Task input Block Start
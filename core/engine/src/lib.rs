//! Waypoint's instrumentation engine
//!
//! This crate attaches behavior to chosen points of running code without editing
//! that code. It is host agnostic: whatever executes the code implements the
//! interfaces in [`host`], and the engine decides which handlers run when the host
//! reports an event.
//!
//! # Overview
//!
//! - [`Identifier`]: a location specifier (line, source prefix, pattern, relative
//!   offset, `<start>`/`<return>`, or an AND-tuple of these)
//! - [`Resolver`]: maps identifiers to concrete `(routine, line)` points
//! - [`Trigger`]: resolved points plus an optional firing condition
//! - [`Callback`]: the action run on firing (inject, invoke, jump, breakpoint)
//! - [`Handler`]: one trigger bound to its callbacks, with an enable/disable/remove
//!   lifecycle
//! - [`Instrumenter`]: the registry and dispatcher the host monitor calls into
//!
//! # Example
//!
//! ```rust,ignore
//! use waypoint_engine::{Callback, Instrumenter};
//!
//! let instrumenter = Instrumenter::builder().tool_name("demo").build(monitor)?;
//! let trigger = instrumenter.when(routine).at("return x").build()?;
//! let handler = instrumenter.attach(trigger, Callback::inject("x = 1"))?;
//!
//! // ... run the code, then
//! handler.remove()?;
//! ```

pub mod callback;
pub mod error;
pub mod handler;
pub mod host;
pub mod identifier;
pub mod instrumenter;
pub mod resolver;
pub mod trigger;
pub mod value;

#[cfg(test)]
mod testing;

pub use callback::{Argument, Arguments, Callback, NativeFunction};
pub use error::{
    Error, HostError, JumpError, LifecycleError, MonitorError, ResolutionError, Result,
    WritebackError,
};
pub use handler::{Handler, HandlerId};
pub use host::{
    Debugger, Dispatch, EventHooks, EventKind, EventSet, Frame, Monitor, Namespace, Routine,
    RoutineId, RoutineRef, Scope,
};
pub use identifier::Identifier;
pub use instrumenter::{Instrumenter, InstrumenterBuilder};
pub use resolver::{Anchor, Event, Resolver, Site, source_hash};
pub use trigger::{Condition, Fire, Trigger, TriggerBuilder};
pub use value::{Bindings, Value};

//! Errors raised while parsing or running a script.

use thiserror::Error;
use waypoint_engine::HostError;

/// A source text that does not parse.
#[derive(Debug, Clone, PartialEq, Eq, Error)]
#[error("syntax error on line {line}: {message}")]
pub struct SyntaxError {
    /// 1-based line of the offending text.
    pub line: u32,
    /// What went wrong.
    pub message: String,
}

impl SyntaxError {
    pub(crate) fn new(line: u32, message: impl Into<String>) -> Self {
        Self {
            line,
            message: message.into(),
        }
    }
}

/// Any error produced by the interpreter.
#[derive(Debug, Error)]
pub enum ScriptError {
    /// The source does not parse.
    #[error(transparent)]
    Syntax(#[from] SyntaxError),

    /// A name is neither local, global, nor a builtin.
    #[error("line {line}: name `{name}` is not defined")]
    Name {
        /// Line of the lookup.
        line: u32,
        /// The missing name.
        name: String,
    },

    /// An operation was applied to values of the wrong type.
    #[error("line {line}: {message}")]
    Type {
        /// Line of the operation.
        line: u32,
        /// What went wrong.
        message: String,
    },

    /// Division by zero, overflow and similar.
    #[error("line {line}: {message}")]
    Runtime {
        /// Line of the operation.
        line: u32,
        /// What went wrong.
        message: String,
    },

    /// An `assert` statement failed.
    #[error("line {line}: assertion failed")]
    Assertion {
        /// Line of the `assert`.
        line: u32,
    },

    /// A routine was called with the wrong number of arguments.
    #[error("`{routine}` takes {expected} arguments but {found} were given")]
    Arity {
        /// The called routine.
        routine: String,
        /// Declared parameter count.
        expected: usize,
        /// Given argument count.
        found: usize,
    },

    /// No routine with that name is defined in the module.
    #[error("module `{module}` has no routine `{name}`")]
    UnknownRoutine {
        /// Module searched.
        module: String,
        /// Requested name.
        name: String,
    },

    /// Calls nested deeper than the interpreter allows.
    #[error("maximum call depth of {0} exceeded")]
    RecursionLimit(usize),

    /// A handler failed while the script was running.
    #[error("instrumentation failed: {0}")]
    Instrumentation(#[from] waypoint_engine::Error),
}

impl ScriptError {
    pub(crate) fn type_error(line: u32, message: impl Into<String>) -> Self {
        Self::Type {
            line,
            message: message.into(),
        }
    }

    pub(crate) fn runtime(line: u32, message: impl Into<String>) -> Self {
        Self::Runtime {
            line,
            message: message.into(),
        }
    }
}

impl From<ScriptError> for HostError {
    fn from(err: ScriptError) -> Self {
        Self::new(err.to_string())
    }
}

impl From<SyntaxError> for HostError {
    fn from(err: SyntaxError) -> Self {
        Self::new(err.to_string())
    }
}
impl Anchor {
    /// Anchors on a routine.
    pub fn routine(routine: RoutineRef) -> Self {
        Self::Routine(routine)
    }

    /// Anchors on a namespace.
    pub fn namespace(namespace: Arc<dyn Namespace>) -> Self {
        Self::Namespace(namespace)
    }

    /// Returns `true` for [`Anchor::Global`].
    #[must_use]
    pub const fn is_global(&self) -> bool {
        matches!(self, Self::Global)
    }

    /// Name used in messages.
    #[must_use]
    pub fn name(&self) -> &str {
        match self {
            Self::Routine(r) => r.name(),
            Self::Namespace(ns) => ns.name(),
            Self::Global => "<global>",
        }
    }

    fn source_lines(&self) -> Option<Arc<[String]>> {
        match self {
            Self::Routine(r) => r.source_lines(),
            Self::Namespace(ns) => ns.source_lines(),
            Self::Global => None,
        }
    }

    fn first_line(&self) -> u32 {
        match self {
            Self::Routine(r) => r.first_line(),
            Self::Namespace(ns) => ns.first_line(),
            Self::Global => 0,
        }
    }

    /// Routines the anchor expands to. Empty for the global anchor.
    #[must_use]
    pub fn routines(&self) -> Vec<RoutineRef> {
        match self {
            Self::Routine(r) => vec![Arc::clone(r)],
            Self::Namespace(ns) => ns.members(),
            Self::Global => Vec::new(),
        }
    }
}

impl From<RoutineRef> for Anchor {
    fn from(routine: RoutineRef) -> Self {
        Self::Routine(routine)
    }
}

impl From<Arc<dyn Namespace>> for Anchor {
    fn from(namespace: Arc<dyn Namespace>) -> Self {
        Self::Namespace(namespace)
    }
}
Task input Block End
Task input Block Start
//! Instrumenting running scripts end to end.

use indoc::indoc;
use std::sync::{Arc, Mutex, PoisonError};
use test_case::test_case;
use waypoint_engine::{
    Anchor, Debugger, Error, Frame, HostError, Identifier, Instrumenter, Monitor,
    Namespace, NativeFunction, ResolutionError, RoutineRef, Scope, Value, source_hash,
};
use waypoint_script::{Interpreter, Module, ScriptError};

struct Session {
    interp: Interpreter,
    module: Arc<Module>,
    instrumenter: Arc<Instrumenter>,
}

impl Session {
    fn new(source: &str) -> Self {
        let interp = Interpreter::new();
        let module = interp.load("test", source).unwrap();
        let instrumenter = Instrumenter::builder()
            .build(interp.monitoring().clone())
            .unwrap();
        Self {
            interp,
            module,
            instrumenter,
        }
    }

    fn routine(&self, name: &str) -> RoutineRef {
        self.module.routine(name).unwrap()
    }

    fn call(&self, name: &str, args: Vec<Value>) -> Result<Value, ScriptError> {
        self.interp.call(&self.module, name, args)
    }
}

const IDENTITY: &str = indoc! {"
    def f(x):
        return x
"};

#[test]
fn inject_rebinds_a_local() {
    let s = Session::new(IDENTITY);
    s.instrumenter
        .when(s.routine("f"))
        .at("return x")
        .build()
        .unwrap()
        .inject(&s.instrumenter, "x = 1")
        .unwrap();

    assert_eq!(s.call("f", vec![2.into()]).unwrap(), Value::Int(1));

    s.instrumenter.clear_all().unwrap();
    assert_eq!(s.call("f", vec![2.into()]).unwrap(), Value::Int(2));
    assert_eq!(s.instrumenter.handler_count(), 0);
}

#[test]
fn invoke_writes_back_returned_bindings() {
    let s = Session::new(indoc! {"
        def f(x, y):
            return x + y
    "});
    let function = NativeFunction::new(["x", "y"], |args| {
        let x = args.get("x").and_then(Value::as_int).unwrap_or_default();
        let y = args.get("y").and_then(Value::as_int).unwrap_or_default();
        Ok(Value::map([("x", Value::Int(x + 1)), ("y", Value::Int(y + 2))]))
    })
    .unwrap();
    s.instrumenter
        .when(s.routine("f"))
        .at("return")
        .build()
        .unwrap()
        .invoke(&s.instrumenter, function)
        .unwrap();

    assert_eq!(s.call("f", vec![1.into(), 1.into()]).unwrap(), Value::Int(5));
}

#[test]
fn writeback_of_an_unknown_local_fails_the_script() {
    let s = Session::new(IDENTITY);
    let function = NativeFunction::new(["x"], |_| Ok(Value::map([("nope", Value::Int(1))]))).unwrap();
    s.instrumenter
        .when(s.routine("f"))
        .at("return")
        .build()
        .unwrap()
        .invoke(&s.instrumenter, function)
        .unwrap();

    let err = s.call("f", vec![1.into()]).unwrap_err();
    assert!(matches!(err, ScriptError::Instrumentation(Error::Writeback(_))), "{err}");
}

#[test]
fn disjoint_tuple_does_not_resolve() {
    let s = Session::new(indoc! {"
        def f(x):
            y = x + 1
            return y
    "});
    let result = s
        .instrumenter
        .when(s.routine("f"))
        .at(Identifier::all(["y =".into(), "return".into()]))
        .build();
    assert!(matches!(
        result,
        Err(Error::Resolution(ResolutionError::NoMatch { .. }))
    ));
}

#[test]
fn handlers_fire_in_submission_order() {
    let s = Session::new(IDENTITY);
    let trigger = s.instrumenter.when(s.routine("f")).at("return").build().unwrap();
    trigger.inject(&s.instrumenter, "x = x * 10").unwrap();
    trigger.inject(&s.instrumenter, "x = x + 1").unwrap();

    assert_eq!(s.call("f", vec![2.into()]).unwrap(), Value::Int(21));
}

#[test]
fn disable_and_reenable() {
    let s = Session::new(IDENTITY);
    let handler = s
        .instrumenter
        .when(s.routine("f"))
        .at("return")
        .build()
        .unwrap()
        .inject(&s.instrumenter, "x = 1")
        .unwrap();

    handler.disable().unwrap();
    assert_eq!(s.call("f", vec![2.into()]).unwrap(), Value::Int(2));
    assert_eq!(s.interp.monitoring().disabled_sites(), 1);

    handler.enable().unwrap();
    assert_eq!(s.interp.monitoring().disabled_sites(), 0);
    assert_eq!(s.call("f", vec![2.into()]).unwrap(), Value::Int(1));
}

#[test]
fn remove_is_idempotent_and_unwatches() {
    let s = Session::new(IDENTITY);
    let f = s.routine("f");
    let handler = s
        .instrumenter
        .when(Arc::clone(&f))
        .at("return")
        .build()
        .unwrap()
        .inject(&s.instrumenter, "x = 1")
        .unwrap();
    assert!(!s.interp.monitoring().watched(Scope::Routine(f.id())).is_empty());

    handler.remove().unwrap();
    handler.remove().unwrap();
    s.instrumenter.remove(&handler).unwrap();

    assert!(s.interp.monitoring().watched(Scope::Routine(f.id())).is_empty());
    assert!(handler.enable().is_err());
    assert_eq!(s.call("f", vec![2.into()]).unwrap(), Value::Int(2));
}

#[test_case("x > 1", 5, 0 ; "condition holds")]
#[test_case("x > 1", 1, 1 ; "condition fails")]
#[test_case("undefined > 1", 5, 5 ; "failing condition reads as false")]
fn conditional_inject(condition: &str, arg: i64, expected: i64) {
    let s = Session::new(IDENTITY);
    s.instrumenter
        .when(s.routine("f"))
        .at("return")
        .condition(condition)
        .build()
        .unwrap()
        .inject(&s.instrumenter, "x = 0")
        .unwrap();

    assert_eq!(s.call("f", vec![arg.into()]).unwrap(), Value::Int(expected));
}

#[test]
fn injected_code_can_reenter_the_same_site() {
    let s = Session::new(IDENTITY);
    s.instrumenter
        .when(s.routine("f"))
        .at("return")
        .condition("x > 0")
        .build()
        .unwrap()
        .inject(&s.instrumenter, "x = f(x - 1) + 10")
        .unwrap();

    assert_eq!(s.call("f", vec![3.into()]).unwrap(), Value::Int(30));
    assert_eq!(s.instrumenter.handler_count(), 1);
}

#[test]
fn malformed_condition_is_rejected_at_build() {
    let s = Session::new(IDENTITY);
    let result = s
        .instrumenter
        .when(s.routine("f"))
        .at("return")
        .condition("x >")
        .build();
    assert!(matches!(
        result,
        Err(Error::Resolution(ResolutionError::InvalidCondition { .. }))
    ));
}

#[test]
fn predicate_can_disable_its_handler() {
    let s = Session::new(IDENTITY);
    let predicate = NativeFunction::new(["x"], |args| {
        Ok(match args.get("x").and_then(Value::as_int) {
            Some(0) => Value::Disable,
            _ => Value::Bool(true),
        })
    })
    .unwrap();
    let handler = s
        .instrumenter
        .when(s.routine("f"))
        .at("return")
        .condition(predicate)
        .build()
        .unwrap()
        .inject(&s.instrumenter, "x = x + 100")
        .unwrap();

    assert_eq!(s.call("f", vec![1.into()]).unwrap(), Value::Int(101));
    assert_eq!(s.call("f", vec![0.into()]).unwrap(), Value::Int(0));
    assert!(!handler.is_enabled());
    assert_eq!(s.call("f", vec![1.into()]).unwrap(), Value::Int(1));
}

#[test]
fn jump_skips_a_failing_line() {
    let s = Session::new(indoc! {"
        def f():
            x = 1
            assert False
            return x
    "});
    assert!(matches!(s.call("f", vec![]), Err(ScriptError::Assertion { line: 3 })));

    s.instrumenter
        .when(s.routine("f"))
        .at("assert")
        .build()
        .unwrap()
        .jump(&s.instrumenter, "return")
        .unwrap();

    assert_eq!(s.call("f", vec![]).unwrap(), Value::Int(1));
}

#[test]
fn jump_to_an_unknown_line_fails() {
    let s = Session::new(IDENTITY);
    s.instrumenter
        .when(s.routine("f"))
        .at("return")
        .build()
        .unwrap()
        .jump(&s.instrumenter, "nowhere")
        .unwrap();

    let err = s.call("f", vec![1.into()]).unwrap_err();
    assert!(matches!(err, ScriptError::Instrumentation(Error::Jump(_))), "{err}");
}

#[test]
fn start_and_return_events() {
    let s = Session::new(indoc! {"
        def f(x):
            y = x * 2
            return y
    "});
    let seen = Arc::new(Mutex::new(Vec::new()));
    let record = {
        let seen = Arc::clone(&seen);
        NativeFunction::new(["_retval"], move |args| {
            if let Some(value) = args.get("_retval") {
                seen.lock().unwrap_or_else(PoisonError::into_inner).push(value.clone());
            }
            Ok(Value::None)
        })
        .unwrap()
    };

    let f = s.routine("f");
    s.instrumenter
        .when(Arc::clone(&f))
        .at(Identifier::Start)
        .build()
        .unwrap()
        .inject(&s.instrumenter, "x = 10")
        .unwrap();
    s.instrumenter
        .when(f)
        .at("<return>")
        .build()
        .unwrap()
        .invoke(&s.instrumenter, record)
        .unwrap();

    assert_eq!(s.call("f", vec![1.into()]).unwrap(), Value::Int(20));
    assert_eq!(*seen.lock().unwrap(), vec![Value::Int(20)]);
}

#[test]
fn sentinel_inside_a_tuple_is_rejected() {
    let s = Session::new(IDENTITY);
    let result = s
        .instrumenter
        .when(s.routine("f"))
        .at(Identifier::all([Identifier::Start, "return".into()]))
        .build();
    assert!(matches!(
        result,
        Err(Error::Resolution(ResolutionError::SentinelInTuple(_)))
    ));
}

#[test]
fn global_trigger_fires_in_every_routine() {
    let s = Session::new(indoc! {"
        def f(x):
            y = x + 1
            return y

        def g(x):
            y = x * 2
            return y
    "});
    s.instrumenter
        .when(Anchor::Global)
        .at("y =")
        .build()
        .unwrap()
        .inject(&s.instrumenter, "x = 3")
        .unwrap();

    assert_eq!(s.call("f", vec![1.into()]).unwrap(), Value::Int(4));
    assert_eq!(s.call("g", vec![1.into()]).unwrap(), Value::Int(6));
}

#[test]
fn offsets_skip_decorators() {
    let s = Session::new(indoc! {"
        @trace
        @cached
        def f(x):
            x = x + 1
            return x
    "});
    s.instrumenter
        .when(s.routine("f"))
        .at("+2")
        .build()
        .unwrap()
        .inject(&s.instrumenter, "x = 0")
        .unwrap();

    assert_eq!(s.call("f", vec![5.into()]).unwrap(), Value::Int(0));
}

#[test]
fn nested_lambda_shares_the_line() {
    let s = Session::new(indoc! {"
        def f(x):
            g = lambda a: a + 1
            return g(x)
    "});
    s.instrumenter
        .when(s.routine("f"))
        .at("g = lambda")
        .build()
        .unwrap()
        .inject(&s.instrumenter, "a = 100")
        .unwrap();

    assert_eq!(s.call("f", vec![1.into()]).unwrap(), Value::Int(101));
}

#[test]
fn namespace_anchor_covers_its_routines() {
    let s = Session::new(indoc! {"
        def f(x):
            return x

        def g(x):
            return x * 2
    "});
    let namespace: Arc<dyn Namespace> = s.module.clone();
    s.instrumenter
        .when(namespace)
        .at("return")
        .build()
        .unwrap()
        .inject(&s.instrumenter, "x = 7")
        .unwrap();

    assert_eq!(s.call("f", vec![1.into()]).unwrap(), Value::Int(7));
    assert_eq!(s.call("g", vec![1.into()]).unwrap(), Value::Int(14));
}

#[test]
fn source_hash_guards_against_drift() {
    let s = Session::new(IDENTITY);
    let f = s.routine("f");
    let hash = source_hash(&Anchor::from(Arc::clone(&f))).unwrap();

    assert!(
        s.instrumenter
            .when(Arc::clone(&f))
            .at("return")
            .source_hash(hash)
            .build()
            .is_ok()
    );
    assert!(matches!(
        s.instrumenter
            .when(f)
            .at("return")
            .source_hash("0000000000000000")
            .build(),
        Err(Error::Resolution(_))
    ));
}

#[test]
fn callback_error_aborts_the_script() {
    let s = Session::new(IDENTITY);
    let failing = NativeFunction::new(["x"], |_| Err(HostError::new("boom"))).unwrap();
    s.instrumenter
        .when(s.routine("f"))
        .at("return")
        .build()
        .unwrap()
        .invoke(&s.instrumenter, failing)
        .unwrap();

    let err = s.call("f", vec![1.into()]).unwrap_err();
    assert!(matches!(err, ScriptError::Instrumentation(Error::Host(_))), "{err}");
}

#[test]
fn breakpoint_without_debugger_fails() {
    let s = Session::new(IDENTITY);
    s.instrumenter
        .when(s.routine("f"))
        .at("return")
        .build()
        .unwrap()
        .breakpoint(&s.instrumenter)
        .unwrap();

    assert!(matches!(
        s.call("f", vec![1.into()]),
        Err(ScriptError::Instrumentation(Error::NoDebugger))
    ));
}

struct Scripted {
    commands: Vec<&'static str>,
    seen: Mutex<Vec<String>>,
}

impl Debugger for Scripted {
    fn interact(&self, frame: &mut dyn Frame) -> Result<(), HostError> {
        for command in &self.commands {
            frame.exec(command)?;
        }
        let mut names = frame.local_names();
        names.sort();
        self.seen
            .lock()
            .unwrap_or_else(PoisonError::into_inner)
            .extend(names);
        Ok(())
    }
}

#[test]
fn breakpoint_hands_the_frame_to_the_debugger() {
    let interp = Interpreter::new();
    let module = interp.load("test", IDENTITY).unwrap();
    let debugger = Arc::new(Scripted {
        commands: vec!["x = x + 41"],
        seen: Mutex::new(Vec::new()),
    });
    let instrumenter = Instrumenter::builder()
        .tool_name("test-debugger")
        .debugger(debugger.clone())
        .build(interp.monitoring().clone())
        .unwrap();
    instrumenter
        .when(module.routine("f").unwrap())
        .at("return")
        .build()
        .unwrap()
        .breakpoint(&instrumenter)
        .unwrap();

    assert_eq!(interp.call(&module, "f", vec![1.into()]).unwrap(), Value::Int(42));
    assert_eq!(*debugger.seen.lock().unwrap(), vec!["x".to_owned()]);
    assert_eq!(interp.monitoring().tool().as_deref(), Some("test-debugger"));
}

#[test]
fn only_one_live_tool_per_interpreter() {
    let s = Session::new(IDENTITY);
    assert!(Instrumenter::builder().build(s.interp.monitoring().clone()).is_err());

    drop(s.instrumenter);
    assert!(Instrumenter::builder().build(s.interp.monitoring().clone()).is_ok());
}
Task input Block End
-- What to produce --
Make a copy of each line in the records above that has the word "monitoring".

-- Output for this exercise --
            .build(interp.monitoring().clone())
    assert_eq!(s.interp.monitoring().disabled_sites(), 1);
    assert_eq!(s.interp.monitoring().disabled_sites(), 0);
    assert!(!s.interp.monitoring().watched(Scope::Routine(f.id())).is_empty());
    assert!(s.interp.monitoring().watched(Scope::Routine(f.id())).is_empty());
        .build(interp.monitoring().clone())
    assert_eq!(interp.monitoring().tool().as_deref(), Some("test-debugger"));
    assert!(Instrumenter::builder().build(s.interp.monitoring().clone()).is_err());
    assert!(Instrumenter::builder().build(s.interp.monitoring().clone()).is_ok());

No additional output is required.